Der auf die Zulassungsgründe des § 124 Abs. 2 Nr. 1 VwGO (ernstliche Zweifel an der Richtigkeit des Urteils) sowie des § 124 Abs. 2 Nr. 5 VwGO (Verfahrensmangel) gestützte Antrag bleibt erfolglos. Die weiteren, lediglich im Vorspann der Zulassungsschrift angesprochenen Zulassungsgründe greift der Kläger im Folgenden nicht wieder auf. Damit verfehlt er die Darlegungsanforderungen des § 124 a Abs. 4 Satz 4 VwGO.

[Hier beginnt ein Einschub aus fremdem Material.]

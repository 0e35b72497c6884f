//! Configuration for the lens flare effects and the preview tool.
//!
//! Settings persist to disk as RON and can be overridden from the command
//! line. Unknown or missing fields fall back to defaults so older and newer
//! config files both load.

mod cli;
mod config;
mod error;

pub use cli::CliArgs;
pub use config::{Config, DebugConfig, PreviewConfig, RenderConfig, default_config_dir};
pub use error::ConfigError;
//! Host-facing lifecycle shared by the lens flare effects.

use std::ops::RangeInclusive;

use crate::camera::CameraView;
use crate::pass::{PassSink, TextureRef};
use crate::program::{ProgramHandle, ProgramLibrary};
use crate::target::TargetAllocator;

/// Where in the host's post-processing chain an effect runs.
#[derive(Clone, Copy, Debug, Default, PartialEq, Eq)]
pub enum InjectionPoint {
    #[default]
    BeforePostProcess,
    AfterPostProcess,
}

/// A post-processing effect driven once per camera per frame.
///
/// The host calls [`setup`](Self::setup) once, then for every camera and
/// frame checks [`is_active`](Self::is_active) before calling
/// [`render`](Self::render), and finally calls [`cleanup`](Self::cleanup).
pub trait PostProcessEffect {
    fn name(&self) -> &'static str;

    fn injection_point(&self) -> InjectionPoint {
        InjectionPoint::BeforePostProcess
    }

    /// Whether the effect applies to editor scene views.
    fn visible_in_scene_view(&self) -> bool {
        false
    }

    /// False when the program failed to load or the parameters make the
    /// effect a no-op. Inactive effects must not be rendered.
    fn is_active(&self) -> bool;

    /// Load the pass program. A failed load leaves the effect inactive.
    fn setup(&mut self, programs: &mut dyn ProgramLibrary);

    /// Issue this frame's passes for `camera`, reading `source` and writing
    /// `destination`.
    fn render(
        &mut self,
        allocator: &mut dyn TargetAllocator,
        sink: &mut dyn PassSink,
        camera: &CameraView,
        source: TextureRef,
        destination: TextureRef,
    );

    /// Release the program and every cached pyramid. Calling it again is a no-op.
    fn cleanup(&mut self, programs: &mut dyn ProgramLibrary, allocator: &mut dyn TargetAllocator);
}

/// Load `name` for `effect`, logging the outcome.
pub(crate) fn load_program(
    programs: &mut dyn ProgramLibrary,
    effect: &str,
    name: &str,
) -> Option<ProgramHandle> {
    match programs.load(name) {
        Ok(handle) => {
            log::info!("{effect}: loaded program '{name}'");
            Some(handle)
        }
        Err(e) => {
            log::warn!("{effect}: {e}; effect disabled");
            None
        }
    }
}

/// Clamp `value` into `range`. NaN maps to the lower bound.
pub(crate) fn clamp_to(value: f32, range: RangeInclusive<f32>) -> f32 {
    if value.is_nan() {
        *range.start()
    } else {
        value.clamp(*range.start(), *range.end())
    }
}
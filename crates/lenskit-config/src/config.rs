//! Configuration structs with sensible defaults and RON persistence.

use std::path::{Path, PathBuf};

use lenskit_render::{AnamorphicParams, RadialWarpParams, TargetFormat};
use serde::{Deserialize, Serialize};

use crate::error::ConfigError;

const CONFIG_FILE: &str = "config.ron";

/// Top-level configuration.
#[derive(Debug, Clone, Default, Serialize, Deserialize, PartialEq)]
#[serde(default)]
pub struct Config {
    /// Intermediate target settings.
    pub render: RenderConfig,
    /// Anamorphic streak parameters.
    pub anamorphic: AnamorphicParams,
    /// Radial warp and ghosts parameters.
    pub radial_warp: RadialWarpParams,
    /// Headless preview run.
    pub preview: PreviewConfig,
    /// Debug/development settings.
    pub debug: DebugConfig,
}

/// Rendering configuration.
#[derive(Debug, Clone, Default, Serialize, Deserialize, PartialEq)]
#[serde(default)]
pub struct RenderConfig {
    /// Texel format of every pyramid target.
    pub target_format: TargetFormat,
}

/// Settings for the headless preview run.
#[derive(Debug, Clone, Serialize, Deserialize, PartialEq)]
#[serde(default)]
pub struct PreviewConfig {
    /// Camera width in pixels.
    pub width: u32,
    /// Camera height in pixels.
    pub height: u32,
    /// Frames to render.
    pub frames: u32,
    /// Number of cameras rendered each frame.
    pub cameras: u32,
    /// Treat cameras as interactive (enables fade feedback).
    pub interactive: bool,
}

/// Debug/development configuration.
#[derive(Debug, Clone, Serialize, Deserialize, PartialEq)]
#[serde(default)]
pub struct DebugConfig {
    /// Log level override (e.g., "debug", "info", "warn").
    pub log_level: String,
}

impl Default for PreviewConfig {
    fn default() -> Self {
        Self {
            width: 1280,
            height: 720,
            frames: 3,
            cameras: 1,
            interactive: true,
        }
    }
}

impl Default for DebugConfig {
    fn default() -> Self {
        Self {
            log_level: "info".to_string(),
        }
    }
}

/// Platform config directory for lenskit, e.g. `~/.config/lenskit` on Linux.
pub fn default_config_dir() -> PathBuf {
    dirs::config_dir()
        .unwrap_or_else(|| PathBuf::from("."))
        .join("lenskit")
}

// --- Load / Save / Reload ---

impl Config {
    /// Load config from the given directory, or create a default config file.
    ///
    /// Effect parameters are clamped to their ranges on load.
    pub fn load_or_create(config_dir: &Path) -> Result<Self, ConfigError> {
        let config_path = config_dir.join(CONFIG_FILE);

        if config_path.exists() {
            let config = Self::read(&config_path)?;
            log::info!("Loaded config from {}", config_path.display());
            Ok(config)
        } else {
            let config = Config::default();
            config.save(config_dir)?;
            log::info!("Created default config at {}", config_path.display());
            Ok(config)
        }
    }

    /// Save config to the given directory as `config.ron`.
    pub fn save(&self, config_dir: &Path) -> Result<(), ConfigError> {
        std::fs::create_dir_all(config_dir).map_err(|source| ConfigError::Write {
            path: config_dir.to_path_buf(),
            source,
        })?;

        let config_path = config_dir.join(CONFIG_FILE);
        let pretty = ron::ser::PrettyConfig::new()
            .depth_limit(3)
            .separate_tuple_members(true)
            .enumerate_arrays(false);

        let serialized =
            ron::ser::to_string_pretty(self, pretty).map_err(ConfigError::Serialize)?;

        std::fs::write(&config_path, serialized).map_err(|source| ConfigError::Write {
            path: config_path.clone(),
            source,
        })?;
        Ok(())
    }

    /// Hot-reload: returns `Some(new_config)` if the file changed, `None` otherwise.
    pub fn reload(&self, config_dir: &Path) -> Result<Option<Self>, ConfigError> {
        let new_config = Self::read(&config_dir.join(CONFIG_FILE))?;

        if &new_config != self {
            log::info!("Config reloaded with changes");
            Ok(Some(new_config))
        } else {
            Ok(None)
        }
    }

    /// Clamp every effect parameter to its range.
    pub fn clamp_effects(&mut self) {
        self.anamorphic = self.anamorphic.clamped();
        self.radial_warp = self.radial_warp.clamped();
    }

    fn read(path: &Path) -> Result<Self, ConfigError> {
        let contents = std::fs::read_to_string(path).map_err(|source| ConfigError::Read {
            path: path.to_path_buf(),
            source,
        })?;
        let mut config: Config = ron::from_str(&contents).map_err(|source| ConfigError::Parse {
            path: path.to_path_buf(),
            source,
        })?;
        config.clamp_effects();
        Ok(config)
    }
}

#[cfg(test)]
mod tests {
    use super::*;

    #[test]
    fn test_default_config_serializes() {
        let config = Config::default();
        let ron_str =
            ron::ser::to_string_pretty(&config, ron::ser::PrettyConfig::new().depth_limit(3))
                .unwrap();
        assert!(ron_str.contains("target_format: Compact"));
        assert!(ron_str.contains("downsample_factor: 2.0"));
        assert!(ron_str.contains("width: 1280"));
        assert!(!ron_str.contains("spectral_lut"));
    }

    #[test]
    fn test_config_roundtrip() {
        let mut config = Config::default();
        config.anamorphic.direction = 45.0;
        config.radial_warp.levels = 3;
        config.render.target_format = TargetFormat::HighPrecision;
        let ron_str = ron::to_string(&config).unwrap();
        let deserialized: Config = ron::from_str(&ron_str).unwrap();
        assert_eq!(config, deserialized);
    }

    #[test]
    fn test_missing_field_uses_default() {
        let ron_str = "(anamorphic: (intensity: 0.4), preview: ())";
        let config: Config = ron::from_str(ron_str).unwrap();
        assert_eq!(config.anamorphic.intensity, 0.4);
        assert_eq!(config.anamorphic.threshold, 1.0);
        assert_eq!(config.radial_warp, RadialWarpParams::default());
        assert_eq!(config.preview, PreviewConfig::default());
    }

    #[test]
    fn test_extra_field_ignored() {
        let ron_str = "(future_setting: true)";
        let result: Result<Config, _> = ron::from_str(ron_str);
        assert!(result.is_ok());
    }

    #[test]
    fn test_save_and_load() {
        let dir = tempfile::tempdir().unwrap();
        let mut config = Config::default();
        config.anamorphic.intensity = 0.7;
        config.anamorphic.tint = [1.0, 0.8, 0.6, 1.0];
        config.radial_warp.intensity = 0.3;
        config.preview.cameras = 2;

        config.save(dir.path()).unwrap();
        let loaded = Config::load_or_create(dir.path()).unwrap();
        assert_eq!(config, loaded);
    }

    #[test]
    fn test_load_creates_default_file() {
        let dir = tempfile::tempdir().unwrap();
        let config = Config::load_or_create(dir.path()).unwrap();
        assert_eq!(config, Config::default());
        assert!(dir.path().join(CONFIG_FILE).exists());
    }

    #[test]
    fn test_out_of_range_values_clamped_on_load() {
        let dir = tempfile::tempdir().unwrap();
        std::fs::write(
            dir.path().join(CONFIG_FILE),
            "(anamorphic: (fade: 0.9, direction: 400.0), radial_warp: (levels: 12))",
        )
        .unwrap();
        let config = Config::load_or_create(dir.path()).unwrap();
        assert_eq!(config.anamorphic.fade, 0.3);
        assert_eq!(config.anamorphic.direction, 180.0);
        assert_eq!(config.radial_warp.levels, 4);
    }

    #[test]
    fn test_reload_detects_changes() {
        let dir = tempfile::tempdir().unwrap();
        let config = Config::default();
        config.save(dir.path()).unwrap();

        let mut modified = config.clone();
        modified.anamorphic.direction = 90.0;
        modified.save(dir.path()).unwrap();

        let result = config.reload(dir.path()).unwrap();
        assert_eq!(result.unwrap().anamorphic.direction, 90.0);
    }

    #[test]
    fn test_reload_no_changes() {
        let dir = tempfile::tempdir().unwrap();
        let config = Config::default();
        config.save(dir.path()).unwrap();

        let result = config.reload(dir.path()).unwrap();
        assert!(result.is_none());
    }

    #[test]
    fn test_invalid_ron_produces_error() {
        let dir = tempfile::tempdir().unwrap();
        std::fs::write(dir.path().join(CONFIG_FILE), "{{not valid}}").unwrap();
        let err = Config::load_or_create(dir.path()).unwrap_err();
        assert!(matches!(err, ConfigError::Parse { .. }));
        let config_path = dir.path().join(CONFIG_FILE);
        assert_eq!(err.path(), Some(config_path.as_path()));
        assert!(err.to_string().contains(&config_path.display().to_string()));
    }

    #[test]
    fn test_reload_of_missing_file_names_the_path() {
        let dir = tempfile::tempdir().unwrap();
        let err = Config::default().reload(dir.path()).unwrap_err();
        assert!(matches!(err, ConfigError::Read { .. }));
        assert!(err.to_string().contains(CONFIG_FILE));
    }

    #[test]
    fn test_nan_values_clamped_on_load() {
        let dir = tempfile::tempdir().unwrap();
        std::fs::write(
            dir.path().join(CONFIG_FILE),
            "(anamorphic: (direction: NaN), radial_warp: (downsample_factor: NaN))",
        )
        .unwrap();
        let config = Config::load_or_create(dir.path()).unwrap();
        assert_eq!(config.anamorphic.direction, 0.0);
        assert_eq!(config.radial_warp.downsample_factor, 1.0);
        assert_eq!(config.reload(dir.path()).unwrap(), None);
    }

    #[test]
    fn test_ron_comments_preserved() {
        let ron_str = "// streaks off by default\n(\n  // no overrides\n)";
        let config: Config = ron::from_str(ron_str).unwrap();
        assert_eq!(config, Config::default());
    }

    #[test]
    fn test_default_config_dir_is_named() {
        assert!(default_config_dir().ends_with("lenskit"));
    }
}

1. Ernstliche Zweifel an der Richtigkeit des angefochtenen Urteils im Sinn von § 124 Abs. 2 Nr. 1 VwGO bestünden dann, wenn der Kläger im Zulassungsverfahren einen einzelnen tragenden Rechtssatz oder eine einzelne erhebliche Tatsachenfeststellung des Erstgerichts mit schlüssigen Gegenargumenten infrage gestellt hätte und die Zweifel an der Richtigkeit einzelner Begründungselemente auf das Ergebnis durchschlagen würden. Dies ist jedoch nicht der Fall.
Ist die erstinstanzliche Entscheidung – wie vorliegend – selbständig tragend auf zwei Gründe gestützt, ist eine Zulassung der Berufung nur gerechtfertigt, wenn im Hinblick auf jeden der beiden Begründungsstränge ein Zulassungsgrund dargelegt wird und gegeben ist (vgl. BayVGH, B.v. 26.1.2018 – 6 ZB 17.956 – juris Rn. 3 m.w.N.). Daran fehlt es.
1.1 Hinsichtlich des ersten Begründungsstrangs (Merkmal der „äußeren Einwirkung“) ist das Verwaltungsgericht (UA S. 15 – juris Rn. 114) in Anknüpfung an die Rechtsprechung des Sächsischen Oberverwaltungsgerichts zum Dienstunfallrecht (B.v. 11.11.2014 – 2 A 729/13 – juris Rn. 8) davon ausgegangen, dass ein willkürliches und geplantes Heben ohne plötzliche und unerwartete äußere Krafteinwirkung, also das gezielte Anheben einer Last, kein Unfallereignis darstellt. Es sei davon auszugehen, dass der Kläger auch in der Vergangenheit im Rahmen seiner beruflichen Tätigkeit regelmäßig den Servo-Motoren-Prüfstand (ca. 20 kg) im Unterricht verwendet und deshalb auch die für das Herausheben des Prüfstandes erforderliche Kraftaufwendung gekannt habe.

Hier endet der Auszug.